昔から仲が良かった私達兄弟といとこ達。年長のいとこMは、10年前に肝臓がんで亡くなってしまいました。とても活発で明るい中学の体育教師で、家族親戚は落胆しました。
宛先のHは現在肝臓がんで闘病中、今年に入ってHの娘(今年高校1年生になる女の子)が小脳出血で命の危険にさらされ、現在も生命維持装置につながれ意識がない状態です。
あまりにもかわいそうなHへ、「今でこそ疎遠になってしまったけれど、仲良く明るく遊んだいとこ同士だから、遠くからでも心配しているよ」。。という想いを込めて描きました。
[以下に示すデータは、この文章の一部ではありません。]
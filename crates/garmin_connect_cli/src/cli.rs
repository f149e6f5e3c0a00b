//! CLI argument definitions using clap

use clap::{ArgAction, Parser, Subcommand};
use garmin_connect_client::{ActivityId, ExportFormat};

/// Command-line client for Garmin Connect activities
#[derive(Parser, Debug)]
#[command(name = "connect")]
#[command(author, version, about, long_about = None)]
#[command(propagate_version = true)]
pub struct Cli {
    /// Increase log verbosity (-v info, -vv debug, -vvv trace)
    #[arg(short, long, action = ArgAction::Count, global = true)]
    pub verbose: u8,

    /// API root of the service
    #[arg(long, env = "GARMIN_CONNECT_BASE_URL", global = true)]
    pub base_url: Option<String>,

    /// SESSIONID cookie of a logged-in session
    #[arg(long, env = "GARMIN_CONNECT_SESSION", hide_env_values = true, global = true)]
    pub session: Option<String>,

    #[command(subcommand)]
    pub command: Commands,
}

#[derive(Subcommand, Debug, Clone, PartialEq)]
pub enum Commands {
    /// Manage activities
    Activities {
        #[command(subcommand)]
        command: ActivitiesCommand,
    },
}

#[derive(Subcommand, Debug, Clone, PartialEq)]
pub enum ActivitiesCommand {
    /// List activities
    List {
        /// Display name of the user whose activities to list (default: yourself)
        display_name: Option<String>,
    },

    /// View details for an activity
    #[command(args_conflicts_with_subcommands = true, subcommand_negates_reqs = true)]
    View {
        /// Activity id
        #[arg(required = true)]
        activity_id: Option<ActivityId>,

        #[command(subcommand)]
        command: Option<ViewCommand>,
    },

    /// Export an activity to a file
    Export {
        /// Activity id
        activity_id: ActivityId,
        /// Format of export (fit, tcx, gpx, kml, csv)
        #[arg(short, long, default_value = "fit")]
        format: ExportFormat,
    },

    /// Delete an activity
    Delete {
        /// Activity id
        activity_id: ActivityId,
    },

    /// Rename an activity
    Rename {
        /// Activity id
        activity_id: ActivityId,
        /// New name, used verbatim
        new_name: String,
    },
}

#[derive(Subcommand, Debug, Clone, PartialEq)]
pub enum ViewCommand {
    /// View weather for an activity
    Weather {
        /// Activity id
        activity_id: ActivityId,
    },
}
//! Standard exit codes (BSD sysexits.h compatible)

/// Command line usage error
pub const USAGE: i32 = 64;

/// Data format error
pub const DATAERR: i32 = 65;

/// Cannot open input
pub const NOINPUT: i32 = 66;

/// Service unavailable
pub const UNAVAILABLE: i32 = 69;

/// Can't create (user) output file
pub const CANTCREAT: i32 = 73;

/// Input/output error
pub const IOERR: i32 = 74;

/// Remote error in protocol
pub const PROTOCOL: i32 = 76;

/// Permission denied
pub const NOPERM: i32 = 77;

/// Configuration error
pub const CONFIG: i32 = 78;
そうすることで、心配しているのにダイレクトに電話もかけられないことがあった私自身、すっと心が楽になりました。
応募した直後に更にH家に不幸があり、とてもお花見の絵手紙を送れる状態ではなかったため、一旦絵手紙を私のもとに差し戻して頂きました。ですが、実はその後、ひょんなことから絵手紙と写真が、私の手から直接Hの手に渡りました。どきどきしていましたが、「私たちをこんなに想ってくれたことが嬉しいよ」と、とても喜んでくれまて、仏壇に飾ってくれました。
絵手紙は、手間がかかります。でも、だからこそあたたかさ、優しさが伝わります。誰かのために手間をかけるということは、すごく尊いことですし、だからこそ受け取った方が感激されるのだと想います。
上手、下手ではなく、億劫にならずに、大事な人へ、描いてみて下さい。

terra様


絵を描くのは元々好きでしたが、絵手紙を描くのは初めてでした。何をモチーフにしていいか分からなかったので、思い浮かんだイメージをそのままに描きました。
直接の知り合いではないけれど、心の支えになっている方宛てです。「いい生き方をしているな〜」と思える存在で、ふっと思い出すと「自分もがんばろう!」と心が晴れやかになります。そんな二人へ、「いつもありがとう」の気持ちを込めて、描きました。
このインタビューを受けたことが、まずは私にとっての変化でしたね(笑)
応募した後、友人へ誕生日お祝いに絵手紙を描いて送りました。モチーフは、私の故郷である鹿児島の桜島。力強い大地と、そこに吹く柔らかな風をイメージして描きました。友人からは、「ありがとう!terraさんらしくて優しい絵だね」と喜んでもらえました。
その人を思って描くこと、それは人と人が出会い関係を深めていくということに繋がると思います。
白い紙に、「気持ち」と「色」をのせたら絵手紙です♪自分なりで大丈夫!ぜひ描いてみて下さいね。